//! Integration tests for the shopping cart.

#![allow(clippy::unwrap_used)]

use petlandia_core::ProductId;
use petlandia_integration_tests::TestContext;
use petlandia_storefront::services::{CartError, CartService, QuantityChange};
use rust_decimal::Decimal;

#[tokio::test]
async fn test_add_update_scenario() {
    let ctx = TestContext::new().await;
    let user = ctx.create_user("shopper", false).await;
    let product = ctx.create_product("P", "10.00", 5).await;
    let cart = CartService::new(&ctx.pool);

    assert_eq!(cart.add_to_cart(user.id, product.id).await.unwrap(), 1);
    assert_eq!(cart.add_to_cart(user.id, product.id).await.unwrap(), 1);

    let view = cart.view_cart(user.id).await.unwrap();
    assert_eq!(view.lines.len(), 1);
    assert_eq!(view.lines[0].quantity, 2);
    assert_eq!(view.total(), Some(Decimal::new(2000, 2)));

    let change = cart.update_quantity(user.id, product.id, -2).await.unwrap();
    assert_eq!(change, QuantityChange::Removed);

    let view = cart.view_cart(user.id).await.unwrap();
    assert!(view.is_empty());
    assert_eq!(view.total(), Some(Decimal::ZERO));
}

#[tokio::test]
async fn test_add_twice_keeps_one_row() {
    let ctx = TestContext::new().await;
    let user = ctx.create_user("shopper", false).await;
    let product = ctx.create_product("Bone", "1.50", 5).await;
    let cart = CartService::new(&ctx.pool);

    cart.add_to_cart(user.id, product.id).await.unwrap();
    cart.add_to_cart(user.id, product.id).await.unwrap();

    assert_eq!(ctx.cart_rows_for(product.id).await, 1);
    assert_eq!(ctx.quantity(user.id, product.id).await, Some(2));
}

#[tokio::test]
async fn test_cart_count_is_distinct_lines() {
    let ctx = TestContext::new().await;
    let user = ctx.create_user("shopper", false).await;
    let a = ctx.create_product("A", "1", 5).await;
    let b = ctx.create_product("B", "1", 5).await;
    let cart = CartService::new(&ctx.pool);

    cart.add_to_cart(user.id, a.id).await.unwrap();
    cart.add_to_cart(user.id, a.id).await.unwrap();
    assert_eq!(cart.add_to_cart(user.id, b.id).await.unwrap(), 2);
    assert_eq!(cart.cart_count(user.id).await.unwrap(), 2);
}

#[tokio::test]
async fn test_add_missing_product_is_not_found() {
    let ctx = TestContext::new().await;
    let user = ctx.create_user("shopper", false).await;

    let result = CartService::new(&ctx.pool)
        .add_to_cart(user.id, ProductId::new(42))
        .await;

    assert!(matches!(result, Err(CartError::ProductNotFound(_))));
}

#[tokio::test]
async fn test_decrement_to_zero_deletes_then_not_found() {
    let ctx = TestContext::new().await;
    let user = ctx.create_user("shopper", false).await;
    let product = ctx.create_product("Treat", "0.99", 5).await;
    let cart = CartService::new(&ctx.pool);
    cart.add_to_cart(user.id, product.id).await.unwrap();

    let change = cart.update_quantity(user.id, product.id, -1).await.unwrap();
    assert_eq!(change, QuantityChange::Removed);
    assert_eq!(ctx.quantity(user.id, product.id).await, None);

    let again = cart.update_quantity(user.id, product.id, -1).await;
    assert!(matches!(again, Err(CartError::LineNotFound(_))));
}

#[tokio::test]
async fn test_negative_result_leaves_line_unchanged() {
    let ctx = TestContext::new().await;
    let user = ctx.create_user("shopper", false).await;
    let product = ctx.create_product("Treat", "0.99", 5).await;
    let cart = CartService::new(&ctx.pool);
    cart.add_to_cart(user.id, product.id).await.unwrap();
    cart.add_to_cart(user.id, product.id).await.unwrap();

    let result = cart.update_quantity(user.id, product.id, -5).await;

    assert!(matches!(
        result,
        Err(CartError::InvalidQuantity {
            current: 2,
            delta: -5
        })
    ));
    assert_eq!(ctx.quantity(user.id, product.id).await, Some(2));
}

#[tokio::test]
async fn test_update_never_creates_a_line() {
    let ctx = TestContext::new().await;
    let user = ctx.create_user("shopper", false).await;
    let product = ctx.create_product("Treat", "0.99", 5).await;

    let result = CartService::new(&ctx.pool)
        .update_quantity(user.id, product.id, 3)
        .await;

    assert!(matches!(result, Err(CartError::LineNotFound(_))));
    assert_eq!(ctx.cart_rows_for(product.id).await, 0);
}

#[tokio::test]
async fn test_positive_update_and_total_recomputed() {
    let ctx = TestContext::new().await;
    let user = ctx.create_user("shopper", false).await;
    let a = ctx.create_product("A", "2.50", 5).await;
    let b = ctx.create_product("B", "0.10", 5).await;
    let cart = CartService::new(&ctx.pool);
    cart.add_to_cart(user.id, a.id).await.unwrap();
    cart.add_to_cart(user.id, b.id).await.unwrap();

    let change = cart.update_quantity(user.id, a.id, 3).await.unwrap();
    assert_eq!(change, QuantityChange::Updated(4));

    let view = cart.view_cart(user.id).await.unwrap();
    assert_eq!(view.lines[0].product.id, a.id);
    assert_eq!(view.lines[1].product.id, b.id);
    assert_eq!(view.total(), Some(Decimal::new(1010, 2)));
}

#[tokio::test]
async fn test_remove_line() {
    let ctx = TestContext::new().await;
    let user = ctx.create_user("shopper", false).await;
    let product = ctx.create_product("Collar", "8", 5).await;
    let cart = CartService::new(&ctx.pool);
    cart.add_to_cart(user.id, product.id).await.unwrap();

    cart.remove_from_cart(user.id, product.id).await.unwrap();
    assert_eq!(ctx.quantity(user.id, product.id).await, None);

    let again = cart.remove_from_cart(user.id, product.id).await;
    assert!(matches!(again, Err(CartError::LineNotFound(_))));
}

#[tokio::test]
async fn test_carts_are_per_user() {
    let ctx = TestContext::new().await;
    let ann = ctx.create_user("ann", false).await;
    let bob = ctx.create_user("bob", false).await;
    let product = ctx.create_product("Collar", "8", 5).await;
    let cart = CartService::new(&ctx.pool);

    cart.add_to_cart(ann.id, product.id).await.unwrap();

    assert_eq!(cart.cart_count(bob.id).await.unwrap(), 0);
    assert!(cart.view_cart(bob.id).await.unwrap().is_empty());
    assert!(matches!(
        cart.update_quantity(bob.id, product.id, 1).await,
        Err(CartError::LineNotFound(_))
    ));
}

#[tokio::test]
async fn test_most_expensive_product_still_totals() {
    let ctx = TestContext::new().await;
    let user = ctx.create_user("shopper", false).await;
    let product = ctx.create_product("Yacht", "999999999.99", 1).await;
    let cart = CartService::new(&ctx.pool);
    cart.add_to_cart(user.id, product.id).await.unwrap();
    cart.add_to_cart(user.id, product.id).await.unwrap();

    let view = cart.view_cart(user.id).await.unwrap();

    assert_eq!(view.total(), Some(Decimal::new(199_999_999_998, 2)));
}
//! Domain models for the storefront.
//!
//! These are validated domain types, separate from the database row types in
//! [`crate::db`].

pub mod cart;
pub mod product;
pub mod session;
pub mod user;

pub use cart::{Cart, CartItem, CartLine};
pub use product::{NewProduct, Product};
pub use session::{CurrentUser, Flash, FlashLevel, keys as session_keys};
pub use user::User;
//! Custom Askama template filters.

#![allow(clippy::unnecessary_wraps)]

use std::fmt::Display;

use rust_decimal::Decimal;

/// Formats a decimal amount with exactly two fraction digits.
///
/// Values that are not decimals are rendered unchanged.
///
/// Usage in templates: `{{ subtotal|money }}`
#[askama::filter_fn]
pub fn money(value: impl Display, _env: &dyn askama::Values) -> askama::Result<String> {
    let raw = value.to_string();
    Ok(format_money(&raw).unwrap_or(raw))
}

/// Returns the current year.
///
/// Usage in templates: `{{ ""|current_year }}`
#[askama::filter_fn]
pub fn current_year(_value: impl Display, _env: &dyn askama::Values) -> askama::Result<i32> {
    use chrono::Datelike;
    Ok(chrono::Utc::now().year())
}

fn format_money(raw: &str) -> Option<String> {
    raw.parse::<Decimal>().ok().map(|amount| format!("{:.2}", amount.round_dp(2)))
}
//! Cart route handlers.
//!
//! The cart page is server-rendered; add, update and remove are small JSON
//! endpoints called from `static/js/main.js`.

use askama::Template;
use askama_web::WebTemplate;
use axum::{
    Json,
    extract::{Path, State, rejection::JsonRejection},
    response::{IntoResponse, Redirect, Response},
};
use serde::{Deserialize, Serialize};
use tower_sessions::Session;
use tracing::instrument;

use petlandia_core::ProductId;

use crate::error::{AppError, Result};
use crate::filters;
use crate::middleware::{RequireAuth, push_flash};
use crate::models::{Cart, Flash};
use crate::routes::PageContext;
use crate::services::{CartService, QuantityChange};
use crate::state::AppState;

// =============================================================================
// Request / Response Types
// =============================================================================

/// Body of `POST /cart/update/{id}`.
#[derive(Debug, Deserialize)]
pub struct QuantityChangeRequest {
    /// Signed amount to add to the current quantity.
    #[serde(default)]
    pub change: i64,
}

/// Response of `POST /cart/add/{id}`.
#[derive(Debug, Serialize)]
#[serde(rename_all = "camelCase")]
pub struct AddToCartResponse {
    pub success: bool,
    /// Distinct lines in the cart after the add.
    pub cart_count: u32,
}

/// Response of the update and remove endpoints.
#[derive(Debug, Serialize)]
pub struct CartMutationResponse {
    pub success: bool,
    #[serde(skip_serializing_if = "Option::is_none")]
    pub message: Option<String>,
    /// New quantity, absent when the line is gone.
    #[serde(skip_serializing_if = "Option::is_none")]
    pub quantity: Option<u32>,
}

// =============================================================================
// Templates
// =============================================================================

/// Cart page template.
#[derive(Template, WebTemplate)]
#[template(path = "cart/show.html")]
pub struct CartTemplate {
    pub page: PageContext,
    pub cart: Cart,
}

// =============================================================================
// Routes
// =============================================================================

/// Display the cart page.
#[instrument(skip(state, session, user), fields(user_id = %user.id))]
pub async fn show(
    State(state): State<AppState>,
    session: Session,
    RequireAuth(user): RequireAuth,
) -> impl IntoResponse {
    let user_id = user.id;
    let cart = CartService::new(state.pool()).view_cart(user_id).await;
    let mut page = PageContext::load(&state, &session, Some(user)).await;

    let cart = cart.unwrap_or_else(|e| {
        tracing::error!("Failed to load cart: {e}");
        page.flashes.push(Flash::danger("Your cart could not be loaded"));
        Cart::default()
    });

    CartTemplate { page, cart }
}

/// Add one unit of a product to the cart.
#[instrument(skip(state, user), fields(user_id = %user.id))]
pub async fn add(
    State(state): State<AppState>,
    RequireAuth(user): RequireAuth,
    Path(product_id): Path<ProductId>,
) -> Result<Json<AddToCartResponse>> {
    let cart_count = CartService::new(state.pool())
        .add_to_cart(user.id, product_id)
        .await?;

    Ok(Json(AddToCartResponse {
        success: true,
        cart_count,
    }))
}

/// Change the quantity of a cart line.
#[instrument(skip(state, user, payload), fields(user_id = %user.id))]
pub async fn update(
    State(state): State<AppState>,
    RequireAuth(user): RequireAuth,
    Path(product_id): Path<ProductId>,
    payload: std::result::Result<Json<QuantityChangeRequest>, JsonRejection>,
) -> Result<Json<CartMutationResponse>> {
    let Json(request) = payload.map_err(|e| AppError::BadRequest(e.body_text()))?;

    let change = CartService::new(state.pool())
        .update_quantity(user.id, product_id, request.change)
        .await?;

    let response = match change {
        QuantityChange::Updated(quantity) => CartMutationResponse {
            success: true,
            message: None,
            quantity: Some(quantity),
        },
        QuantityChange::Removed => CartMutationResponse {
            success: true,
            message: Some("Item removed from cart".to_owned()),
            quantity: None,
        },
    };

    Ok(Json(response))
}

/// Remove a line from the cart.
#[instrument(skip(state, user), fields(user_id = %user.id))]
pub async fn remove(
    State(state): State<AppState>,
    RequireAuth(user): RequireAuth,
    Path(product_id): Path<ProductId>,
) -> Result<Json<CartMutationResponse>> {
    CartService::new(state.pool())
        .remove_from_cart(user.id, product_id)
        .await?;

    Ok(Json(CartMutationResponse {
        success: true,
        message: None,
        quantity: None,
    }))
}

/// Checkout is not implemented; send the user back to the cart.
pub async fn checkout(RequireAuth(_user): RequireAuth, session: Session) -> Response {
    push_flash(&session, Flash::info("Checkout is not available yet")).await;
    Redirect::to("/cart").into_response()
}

***

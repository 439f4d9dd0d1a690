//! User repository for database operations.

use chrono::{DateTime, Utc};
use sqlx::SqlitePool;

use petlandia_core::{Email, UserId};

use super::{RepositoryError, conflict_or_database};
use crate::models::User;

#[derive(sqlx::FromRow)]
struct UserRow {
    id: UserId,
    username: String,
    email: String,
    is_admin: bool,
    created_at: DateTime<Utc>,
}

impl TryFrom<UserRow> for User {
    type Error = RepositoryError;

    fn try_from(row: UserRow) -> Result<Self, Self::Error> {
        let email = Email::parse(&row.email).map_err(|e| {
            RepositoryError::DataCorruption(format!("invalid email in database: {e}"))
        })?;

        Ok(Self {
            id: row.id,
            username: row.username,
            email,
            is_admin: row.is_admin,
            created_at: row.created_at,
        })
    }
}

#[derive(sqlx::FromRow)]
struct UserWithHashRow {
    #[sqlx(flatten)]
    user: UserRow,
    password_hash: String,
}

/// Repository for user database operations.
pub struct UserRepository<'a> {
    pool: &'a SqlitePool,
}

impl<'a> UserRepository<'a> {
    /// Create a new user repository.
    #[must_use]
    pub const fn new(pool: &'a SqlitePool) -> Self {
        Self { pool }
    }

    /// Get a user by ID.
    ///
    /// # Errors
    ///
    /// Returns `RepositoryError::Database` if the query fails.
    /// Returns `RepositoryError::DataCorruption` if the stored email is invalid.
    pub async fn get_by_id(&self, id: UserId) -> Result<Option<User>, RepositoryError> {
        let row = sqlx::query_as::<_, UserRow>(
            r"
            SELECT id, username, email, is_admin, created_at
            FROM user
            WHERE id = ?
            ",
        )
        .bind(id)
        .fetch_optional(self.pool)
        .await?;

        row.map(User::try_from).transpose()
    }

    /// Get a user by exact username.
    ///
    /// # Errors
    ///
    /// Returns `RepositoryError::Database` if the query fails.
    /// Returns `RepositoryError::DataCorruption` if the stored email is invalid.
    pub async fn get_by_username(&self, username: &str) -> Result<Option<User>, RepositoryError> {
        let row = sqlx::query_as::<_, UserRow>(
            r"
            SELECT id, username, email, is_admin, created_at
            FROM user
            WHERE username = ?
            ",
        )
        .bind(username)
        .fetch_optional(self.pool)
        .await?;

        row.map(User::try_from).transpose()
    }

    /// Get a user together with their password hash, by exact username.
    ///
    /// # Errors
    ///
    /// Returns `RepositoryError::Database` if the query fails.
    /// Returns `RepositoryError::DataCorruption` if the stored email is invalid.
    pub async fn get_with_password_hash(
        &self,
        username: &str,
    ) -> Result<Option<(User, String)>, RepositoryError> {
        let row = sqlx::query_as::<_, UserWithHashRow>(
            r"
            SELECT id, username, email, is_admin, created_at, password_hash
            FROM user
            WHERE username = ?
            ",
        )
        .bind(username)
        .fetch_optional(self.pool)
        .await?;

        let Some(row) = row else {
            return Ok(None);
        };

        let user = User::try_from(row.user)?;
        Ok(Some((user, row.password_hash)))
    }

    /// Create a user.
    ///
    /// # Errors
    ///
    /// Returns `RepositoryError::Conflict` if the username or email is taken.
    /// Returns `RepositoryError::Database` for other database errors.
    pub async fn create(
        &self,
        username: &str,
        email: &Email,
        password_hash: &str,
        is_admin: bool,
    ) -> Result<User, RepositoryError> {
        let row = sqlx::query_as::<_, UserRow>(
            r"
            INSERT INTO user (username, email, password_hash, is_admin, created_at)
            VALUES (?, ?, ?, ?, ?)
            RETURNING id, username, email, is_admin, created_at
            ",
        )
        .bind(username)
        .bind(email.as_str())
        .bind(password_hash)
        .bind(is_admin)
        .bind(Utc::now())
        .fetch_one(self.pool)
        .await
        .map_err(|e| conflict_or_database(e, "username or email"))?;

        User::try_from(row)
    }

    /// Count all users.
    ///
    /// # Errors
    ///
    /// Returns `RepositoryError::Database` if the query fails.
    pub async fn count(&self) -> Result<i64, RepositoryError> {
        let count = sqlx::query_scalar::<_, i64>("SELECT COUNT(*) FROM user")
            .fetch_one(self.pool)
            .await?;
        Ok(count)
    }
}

***

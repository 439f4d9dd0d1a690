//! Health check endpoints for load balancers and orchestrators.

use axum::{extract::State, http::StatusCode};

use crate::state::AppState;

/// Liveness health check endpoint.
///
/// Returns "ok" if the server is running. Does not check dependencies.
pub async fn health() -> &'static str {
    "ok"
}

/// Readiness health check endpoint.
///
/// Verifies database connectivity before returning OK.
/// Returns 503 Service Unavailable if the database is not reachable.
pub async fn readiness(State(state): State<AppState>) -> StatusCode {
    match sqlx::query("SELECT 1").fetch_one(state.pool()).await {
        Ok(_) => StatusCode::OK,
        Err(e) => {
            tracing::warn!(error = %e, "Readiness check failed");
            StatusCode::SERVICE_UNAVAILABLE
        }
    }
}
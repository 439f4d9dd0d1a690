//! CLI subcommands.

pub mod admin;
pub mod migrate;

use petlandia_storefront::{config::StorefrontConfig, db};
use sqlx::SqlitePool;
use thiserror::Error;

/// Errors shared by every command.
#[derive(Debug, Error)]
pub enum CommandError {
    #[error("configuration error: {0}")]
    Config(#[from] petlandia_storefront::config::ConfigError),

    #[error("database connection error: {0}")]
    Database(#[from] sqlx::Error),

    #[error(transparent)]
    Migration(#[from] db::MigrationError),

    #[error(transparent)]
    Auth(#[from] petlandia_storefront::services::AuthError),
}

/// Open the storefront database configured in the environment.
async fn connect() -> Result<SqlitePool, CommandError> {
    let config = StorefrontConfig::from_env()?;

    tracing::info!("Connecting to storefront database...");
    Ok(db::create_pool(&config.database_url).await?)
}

***

- THE TASK
From the data above, how many lines contain the word "Usage"? Give the number alone.

- YOUR SOLUTION
2